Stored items
____________

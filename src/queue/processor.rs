use std::collections::HashMap;
use std::sync::{Arc, RwLock};
use std::time::Instant;
use chrono::Utc;
use tokio::sync::{mpsc, Mutex};
use tokio::task::JoinHandle;
use uuid::Uuid;

use super::job::{
    CancelOutcome, EnqueueError, Job, JobDetails, JobStatus, QueueError, QueueStats,
};
use crate::dispatch::{DispatchError, DispatchReceipt, PartnerDispatcher};
use crate::metrics::Metrics;
use crate::models::{Order, RouteReason, RoutingDecision, ValidationError};
use crate::routing::{RoutingService, FALLBACK_PARTNER};
use crate::utils::{BackoffPolicy, IsTransient};

// ============================================================================
// Capacity-Aware Queue Processor
// ============================================================================
//
// Owns the job table and the work channel. Enqueueing never waits on a
// partner; workers pull job ids off the shared channel (one receiver, so
// no two workers ever hold the same job), route the order, apply the
// capacity fallback, dispatch, and record the outcome. Retryable failures
// park the job in `delayed` and re-enqueue it after exponential backoff.
//
// ============================================================================

/// What went wrong while processing one attempt. Validation failures can
/// never be fixed by retrying; dispatch failures can.
#[derive(Debug, thiserror::Error)]
enum ProcessError {
    #[error("invalid order: {0}")]
    Invalid(#[from] ValidationError),

    #[error(transparent)]
    Dispatch(#[from] DispatchError),
}

impl IsTransient for ProcessError {
    fn is_transient(&self) -> bool {
        matches!(self, ProcessError::Dispatch(_))
    }
}

pub struct QueueProcessor {
    routing: Arc<RoutingService>,
    dispatcher: Arc<dyn PartnerDispatcher>,
    metrics: Arc<Metrics>,
    jobs: RwLock<HashMap<Uuid, Job>>,
    tx: mpsc::UnboundedSender<Uuid>,
    rx: Mutex<mpsc::UnboundedReceiver<Uuid>>,
    max_attempts: u32,
    backoff: BackoffPolicy,
}

impl QueueProcessor {
    pub fn new(
        routing: Arc<RoutingService>,
        dispatcher: Arc<dyn PartnerDispatcher>,
        metrics: Arc<Metrics>,
        max_attempts: u32,
        backoff: BackoffPolicy,
    ) -> Arc<Self> {
        let (tx, rx) = mpsc::unbounded_channel();
        Arc::new(Self {
            routing,
            dispatcher,
            metrics,
            jobs: RwLock::new(HashMap::new()),
            tx,
            rx: Mutex::new(rx),
            max_attempts: max_attempts.max(1),
            backoff,
        })
    }

    /// Validate and enqueue an order, returning the job id immediately.
    /// Dispatch happens later on a worker; enqueueing never blocks on
    /// partner health.
    pub fn add_order(&self, order: Order) -> Result<Uuid, EnqueueError> {
        order.validate().map_err(EnqueueError::Invalid)?;

        let job = Job::new(order);
        let job_id = job.id;
        let order_number = job.order.order_number.clone();
        {
            let mut jobs = self.write_jobs()?;
            jobs.insert(job_id, job);
        }

        if self.tx.send(job_id).is_err() {
            if let Ok(mut jobs) = self.write_jobs() {
                jobs.remove(&job_id);
            }
            return Err(EnqueueError::Queue(QueueError::Closed));
        }

        self.metrics.orders_enqueued.inc();
        tracing::info!(job_id = %job_id, order_number = %order_number, "order enqueued");
        Ok(job_id)
    }

    /// Spawn the worker tasks that drain the queue.
    pub fn start_workers(self: Arc<Self>, count: usize) -> Vec<JoinHandle<()>> {
        (0..count)
            .map(|worker| {
                let processor = self.clone();
                tokio::spawn(async move { processor.worker_loop(worker).await })
            })
            .collect()
    }

    async fn worker_loop(self: Arc<Self>, worker: usize) {
        tracing::debug!(worker, "queue worker started");
        loop {
            // Holding the receiver lock across recv makes dequeue
            // exclusive: exactly one worker gets each job id.
            let next = { self.rx.lock().await.recv().await };
            match next {
                Some(job_id) => self.clone().process_job(job_id).await,
                None => {
                    tracing::debug!(worker, "queue channel closed, worker exiting");
                    break;
                }
            }
        }
    }

    /// Run one attempt for a job. Each call claims the job, routes,
    /// applies the capacity fallback, dispatches, and records the outcome.
    pub async fn process_job(self: Arc<Self>, job_id: Uuid) {
        let claimed = match self.jobs.write() {
            Ok(mut jobs) => jobs.get_mut(&job_id).map(|job| {
                job.status = JobStatus::Active;
                job.attempts_made += 1;
                (job.order.clone(), job.attempts_made)
            }),
            Err(_) => {
                tracing::error!(job_id = %job_id, "job table lock poisoned, dropping attempt");
                return;
            }
        };
        let Some((order, attempt)) = claimed else {
            // Removed by the operator while it sat in the channel.
            tracing::debug!(job_id = %job_id, "job no longer present, skipping");
            return;
        };

        tracing::debug!(
            job_id = %job_id,
            order_number = %order.order_number,
            attempt,
            "processing job"
        );

        match self.run_attempt(&order).await {
            Ok((decision, _receipt)) => {
                // Count volume only for the partner that actually received
                // the order, and only now that it has.
                self.routing.increment_volume(decision.partner).await;
                self.metrics.record_completed(decision.partner, decision.reason);
                tracing::info!(
                    job_id = %job_id,
                    order_number = %order.order_number,
                    partner = %decision.partner,
                    reason = %decision.reason,
                    attempt,
                    "✅ order routed and dispatched"
                );
                self.finish_job(job_id, JobStatus::Completed, None, Some(decision));
            }
            Err(err) if err.is_transient() && attempt < self.max_attempts => {
                let delay = self.backoff.delay_after(attempt);
                tracing::warn!(
                    job_id = %job_id,
                    order_number = %order.order_number,
                    attempt,
                    max_attempts = self.max_attempts,
                    delay_ms = delay.as_millis() as u64,
                    error = %err,
                    "dispatch failed, job delayed for retry"
                );
                self.metrics.job_retries.inc();
                self.mark_delayed(job_id, err.to_string());

                let processor = self.clone();
                tokio::spawn(async move {
                    tokio::time::sleep(delay).await;
                    processor.requeue(job_id);
                });
            }
            Err(err) => {
                tracing::error!(
                    job_id = %job_id,
                    order_number = %order.order_number,
                    attempt,
                    error = %err,
                    "❌ job failed permanently"
                );
                self.metrics.jobs_failed.inc();
                self.finish_job(job_id, JobStatus::Failed, Some(err.to_string()), None);
            }
        }
    }

    async fn run_attempt(
        &self,
        order: &Order,
    ) -> Result<(RoutingDecision, DispatchReceipt), ProcessError> {
        order.validate()?;

        let mut decision = self.routing.determine_partner(order);
        if self.routing.is_at_capacity(decision.partner).await {
            // Single-level fallback: the overflow partner is unlimited by
            // configuration, so no further search is needed.
            tracing::info!(
                order_number = %order.order_number,
                preferred = %decision.partner,
                fallback = %FALLBACK_PARTNER,
                "partner at daily cap, rerouting"
            );
            self.metrics.capacity_fallbacks.inc();
            decision = RoutingDecision {
                partner: FALLBACK_PARTNER,
                reason: RouteReason::CapacityFallback,
            };
        }

        let started = Instant::now();
        let result = self.dispatcher.dispatch(decision.partner, order).await;
        self.metrics
            .record_dispatch(decision.partner, started.elapsed(), result.is_ok());

        let receipt = result?;
        Ok((decision, receipt))
    }

    /// Flip a delayed job back to waiting and hand it to the workers.
    fn requeue(&self, job_id: Uuid) {
        let should_send = match self.jobs.write() {
            Ok(mut jobs) => match jobs.get_mut(&job_id) {
                Some(job) if job.status == JobStatus::Delayed => {
                    job.status = JobStatus::Waiting;
                    true
                }
                Some(job) => {
                    tracing::debug!(job_id = %job_id, status = %job.status, "not requeueing");
                    false
                }
                None => {
                    tracing::debug!(job_id = %job_id, "delayed job was removed, not requeueing");
                    false
                }
            },
            Err(_) => {
                tracing::error!(job_id = %job_id, "job table lock poisoned, retry dropped");
                false
            }
        };

        if should_send && self.tx.send(job_id).is_err() {
            tracing::error!(job_id = %job_id, "queue channel closed, job left waiting");
        }
    }

    fn mark_delayed(&self, job_id: Uuid, error: String) {
        match self.jobs.write() {
            Ok(mut jobs) => {
                if let Some(job) = jobs.get_mut(&job_id) {
                    job.status = JobStatus::Delayed;
                    job.last_error = Some(error);
                }
            }
            Err(_) => {
                tracing::error!(job_id = %job_id, "job table lock poisoned, delay not recorded");
            }
        }
    }

    fn finish_job(
        &self,
        job_id: Uuid,
        status: JobStatus,
        error: Option<String>,
        result: Option<RoutingDecision>,
    ) {
        match self.jobs.write() {
            Ok(mut jobs) => {
                if let Some(job) = jobs.get_mut(&job_id) {
                    job.status = status;
                    job.finished_at = Some(Utc::now());
                    if error.is_some() {
                        job.last_error = error;
                    }
                    job.result = result;
                }
            }
            Err(_) => {
                tracing::error!(job_id = %job_id, "job table lock poisoned, outcome not recorded");
            }
        }
    }

    /// Counts per status bucket for monitoring. Degrades to a structured
    /// error instead of panicking if the job table is unusable.
    pub fn queue_stats(&self) -> Result<QueueStats, QueueError> {
        let jobs = self.read_jobs()?;
        let mut stats = QueueStats {
            total: jobs.len(),
            ..Default::default()
        };
        for job in jobs.values() {
            match job.status {
                JobStatus::Waiting => stats.waiting += 1,
                JobStatus::Active => stats.active += 1,
                JobStatus::Delayed => stats.delayed += 1,
                JobStatus::Completed => stats.completed += 1,
                JobStatus::Failed => stats.failed += 1,
            }
        }
        Ok(stats)
    }

    pub fn job_details(&self, job_id: Uuid) -> Result<Option<JobDetails>, QueueError> {
        let jobs = self.read_jobs()?;
        Ok(jobs.get(&job_id).map(JobDetails::from))
    }

    /// Operator cancellation: a job can be pulled back any time before a
    /// worker picks it up. Active attempts run to completion.
    pub fn remove_waiting_job(&self, job_id: Uuid) -> Result<CancelOutcome, QueueError> {
        let mut jobs = self.write_jobs()?;
        match jobs.get(&job_id).map(|job| job.status) {
            None => Ok(CancelOutcome::NotFound),
            Some(JobStatus::Waiting) | Some(JobStatus::Delayed) => {
                jobs.remove(&job_id);
                tracing::info!(job_id = %job_id, "job removed before dispatch");
                Ok(CancelOutcome::Removed)
            }
            Some(status) => Ok(CancelOutcome::NotCancellable(status)),
        }
    }

    fn read_jobs(
        &self,
    ) -> Result<std::sync::RwLockReadGuard<'_, HashMap<Uuid, Job>>, QueueError> {
        self.jobs
            .read()
            .map_err(|_| QueueError::StoreUnavailable("job table lock poisoned".to_string()))
    }

    fn write_jobs(
        &self,
    ) -> Result<std::sync::RwLockWriteGuard<'_, HashMap<Uuid, Job>>, QueueError> {
        self.jobs
            .write()
            .map_err(|_| QueueError::StoreUnavailable("job table lock poisoned".to_string()))
    }
}

// ============================================================================
// Unit Tests
// ============================================================================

____________

▸ **Task statement**
Start at the first line of the entries and stop at the line with "never waits on a". Retype each of those lines exactly, both ends included.

▸ **Exercise output**
filename src/queue/processor.rs
use std::collections::HashMap;
use std::sync::{Arc, RwLock};
use std::time::Instant;
use chrono::Utc;
use tokio::sync::{mpsc, Mutex};
use tokio::task::JoinHandle;
use uuid::Uuid;

use super::job::{
    CancelOutcome, EnqueueError, Job, JobDetails, JobStatus, QueueError, QueueStats,
};
use crate::dispatch::{DispatchError, DispatchReceipt, PartnerDispatcher};
use crate::metrics::Metrics;
use crate::models::{Order, RouteReason, RoutingDecision, ValidationError};
use crate::routing::{RoutingService, FALLBACK_PARTNER};
use crate::utils::{BackoffPolicy, IsTransient};

// ============================================================================
// Capacity-Aware Queue Processor
// ============================================================================
//
// Owns the job table and the work channel. Enqueueing never waits on a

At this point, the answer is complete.